**INSTRUCTIONS FOR THE TASK**.
Records follow. Pull out every line that contains "cache".

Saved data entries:
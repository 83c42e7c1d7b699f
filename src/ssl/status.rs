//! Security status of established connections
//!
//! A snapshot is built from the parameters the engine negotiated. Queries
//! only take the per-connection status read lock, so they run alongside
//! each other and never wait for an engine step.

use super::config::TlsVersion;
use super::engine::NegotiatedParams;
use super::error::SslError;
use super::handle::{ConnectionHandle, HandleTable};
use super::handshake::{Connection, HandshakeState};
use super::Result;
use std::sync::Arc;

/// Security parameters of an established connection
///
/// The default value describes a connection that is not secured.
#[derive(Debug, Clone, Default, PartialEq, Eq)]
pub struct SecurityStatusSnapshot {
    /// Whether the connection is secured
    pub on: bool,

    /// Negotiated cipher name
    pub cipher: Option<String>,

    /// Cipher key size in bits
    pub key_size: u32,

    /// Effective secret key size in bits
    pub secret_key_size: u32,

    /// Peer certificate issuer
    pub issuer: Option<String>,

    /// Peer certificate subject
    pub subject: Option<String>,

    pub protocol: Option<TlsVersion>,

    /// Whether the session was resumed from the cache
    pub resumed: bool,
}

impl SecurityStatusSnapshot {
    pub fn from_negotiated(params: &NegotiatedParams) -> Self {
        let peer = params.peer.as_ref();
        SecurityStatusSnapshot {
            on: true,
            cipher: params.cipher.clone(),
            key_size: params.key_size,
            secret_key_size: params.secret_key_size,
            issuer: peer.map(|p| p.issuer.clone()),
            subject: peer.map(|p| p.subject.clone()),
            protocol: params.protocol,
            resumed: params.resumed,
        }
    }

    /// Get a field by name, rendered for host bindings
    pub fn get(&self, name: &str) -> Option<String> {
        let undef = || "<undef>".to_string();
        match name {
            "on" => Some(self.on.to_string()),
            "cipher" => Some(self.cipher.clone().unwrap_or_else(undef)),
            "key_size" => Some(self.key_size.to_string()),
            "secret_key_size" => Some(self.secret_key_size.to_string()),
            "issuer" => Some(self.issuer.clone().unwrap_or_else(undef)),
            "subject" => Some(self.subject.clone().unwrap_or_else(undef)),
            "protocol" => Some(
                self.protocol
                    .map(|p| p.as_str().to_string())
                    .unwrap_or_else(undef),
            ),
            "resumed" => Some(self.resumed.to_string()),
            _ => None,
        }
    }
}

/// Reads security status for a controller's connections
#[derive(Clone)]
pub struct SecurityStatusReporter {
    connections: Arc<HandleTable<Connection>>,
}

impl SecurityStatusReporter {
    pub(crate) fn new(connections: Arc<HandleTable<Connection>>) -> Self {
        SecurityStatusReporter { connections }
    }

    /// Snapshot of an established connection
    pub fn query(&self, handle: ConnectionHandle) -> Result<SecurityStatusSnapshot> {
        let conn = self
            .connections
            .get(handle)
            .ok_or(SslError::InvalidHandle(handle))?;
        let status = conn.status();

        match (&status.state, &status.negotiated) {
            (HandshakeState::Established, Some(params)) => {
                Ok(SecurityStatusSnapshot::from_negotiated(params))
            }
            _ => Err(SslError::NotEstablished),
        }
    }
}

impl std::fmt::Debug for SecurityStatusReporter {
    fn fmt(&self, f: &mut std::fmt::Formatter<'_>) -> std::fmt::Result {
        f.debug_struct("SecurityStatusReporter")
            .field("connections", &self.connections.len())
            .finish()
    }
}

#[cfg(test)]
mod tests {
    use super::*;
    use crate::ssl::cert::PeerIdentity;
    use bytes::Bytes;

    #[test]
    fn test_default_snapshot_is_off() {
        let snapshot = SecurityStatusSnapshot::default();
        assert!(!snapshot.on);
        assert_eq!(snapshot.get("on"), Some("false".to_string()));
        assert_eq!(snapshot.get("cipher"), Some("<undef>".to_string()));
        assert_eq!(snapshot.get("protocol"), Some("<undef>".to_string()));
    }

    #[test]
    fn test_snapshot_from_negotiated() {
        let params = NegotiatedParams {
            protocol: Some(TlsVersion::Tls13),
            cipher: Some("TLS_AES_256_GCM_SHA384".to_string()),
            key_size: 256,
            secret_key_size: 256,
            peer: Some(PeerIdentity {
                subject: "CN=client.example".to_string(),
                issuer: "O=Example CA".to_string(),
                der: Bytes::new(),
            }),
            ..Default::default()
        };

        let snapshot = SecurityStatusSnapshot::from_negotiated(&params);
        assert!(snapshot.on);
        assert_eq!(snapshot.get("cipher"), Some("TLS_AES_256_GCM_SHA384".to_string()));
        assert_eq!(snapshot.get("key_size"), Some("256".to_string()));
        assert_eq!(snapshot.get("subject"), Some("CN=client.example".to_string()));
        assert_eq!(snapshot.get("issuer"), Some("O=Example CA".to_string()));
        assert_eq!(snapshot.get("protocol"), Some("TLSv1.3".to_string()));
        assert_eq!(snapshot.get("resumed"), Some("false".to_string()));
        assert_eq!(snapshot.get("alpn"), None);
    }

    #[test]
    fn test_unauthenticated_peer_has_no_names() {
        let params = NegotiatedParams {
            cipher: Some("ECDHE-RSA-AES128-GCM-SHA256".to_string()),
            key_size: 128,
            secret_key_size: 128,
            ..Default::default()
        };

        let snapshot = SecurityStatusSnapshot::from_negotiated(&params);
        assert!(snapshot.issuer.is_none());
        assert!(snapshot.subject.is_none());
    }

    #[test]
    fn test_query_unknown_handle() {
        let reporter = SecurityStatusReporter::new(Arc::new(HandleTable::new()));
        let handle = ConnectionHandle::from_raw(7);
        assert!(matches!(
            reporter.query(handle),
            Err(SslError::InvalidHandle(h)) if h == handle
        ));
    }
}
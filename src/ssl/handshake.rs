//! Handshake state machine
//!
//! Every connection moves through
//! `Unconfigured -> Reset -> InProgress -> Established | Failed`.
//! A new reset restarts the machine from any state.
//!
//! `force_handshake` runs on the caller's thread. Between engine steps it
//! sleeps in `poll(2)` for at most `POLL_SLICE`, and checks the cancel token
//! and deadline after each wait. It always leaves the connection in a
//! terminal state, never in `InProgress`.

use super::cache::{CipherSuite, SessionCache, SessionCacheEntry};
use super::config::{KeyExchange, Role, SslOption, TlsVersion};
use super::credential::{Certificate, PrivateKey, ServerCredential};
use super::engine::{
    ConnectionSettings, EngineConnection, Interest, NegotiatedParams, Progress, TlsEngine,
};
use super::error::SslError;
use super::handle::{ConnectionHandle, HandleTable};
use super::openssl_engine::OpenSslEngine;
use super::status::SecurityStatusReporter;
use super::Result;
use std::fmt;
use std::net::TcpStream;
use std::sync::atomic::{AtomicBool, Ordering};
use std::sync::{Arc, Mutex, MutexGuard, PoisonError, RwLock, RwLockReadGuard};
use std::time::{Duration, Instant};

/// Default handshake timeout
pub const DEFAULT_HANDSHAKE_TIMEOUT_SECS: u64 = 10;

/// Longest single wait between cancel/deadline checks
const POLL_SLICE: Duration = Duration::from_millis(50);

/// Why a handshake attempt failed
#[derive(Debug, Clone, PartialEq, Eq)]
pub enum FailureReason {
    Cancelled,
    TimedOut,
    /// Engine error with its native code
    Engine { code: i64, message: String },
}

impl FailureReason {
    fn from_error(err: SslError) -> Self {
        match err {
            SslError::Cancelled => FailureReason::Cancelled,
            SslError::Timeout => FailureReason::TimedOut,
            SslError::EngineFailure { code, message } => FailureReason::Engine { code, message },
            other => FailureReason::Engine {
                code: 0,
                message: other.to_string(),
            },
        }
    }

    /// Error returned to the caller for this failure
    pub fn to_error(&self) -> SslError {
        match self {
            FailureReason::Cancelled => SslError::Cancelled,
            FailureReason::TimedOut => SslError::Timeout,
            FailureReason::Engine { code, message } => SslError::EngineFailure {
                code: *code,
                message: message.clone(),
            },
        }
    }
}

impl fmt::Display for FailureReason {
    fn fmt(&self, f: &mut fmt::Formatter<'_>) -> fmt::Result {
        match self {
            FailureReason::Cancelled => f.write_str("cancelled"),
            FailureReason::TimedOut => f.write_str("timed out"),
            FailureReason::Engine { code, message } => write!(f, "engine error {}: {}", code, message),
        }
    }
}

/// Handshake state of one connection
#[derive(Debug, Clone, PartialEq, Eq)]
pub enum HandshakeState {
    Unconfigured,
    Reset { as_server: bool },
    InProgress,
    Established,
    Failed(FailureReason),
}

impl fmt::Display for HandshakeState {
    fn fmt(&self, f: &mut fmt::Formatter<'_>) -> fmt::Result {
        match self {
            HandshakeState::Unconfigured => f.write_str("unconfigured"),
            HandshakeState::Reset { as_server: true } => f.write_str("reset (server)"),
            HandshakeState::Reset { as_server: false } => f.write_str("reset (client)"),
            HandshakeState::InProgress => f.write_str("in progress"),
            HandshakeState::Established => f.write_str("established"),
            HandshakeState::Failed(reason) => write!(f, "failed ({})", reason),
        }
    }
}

**OUTPUT**.
    /// Whether the session was resumed from the cache
use super::cache::{CipherSuite, SessionCache, SessionCacheEntry};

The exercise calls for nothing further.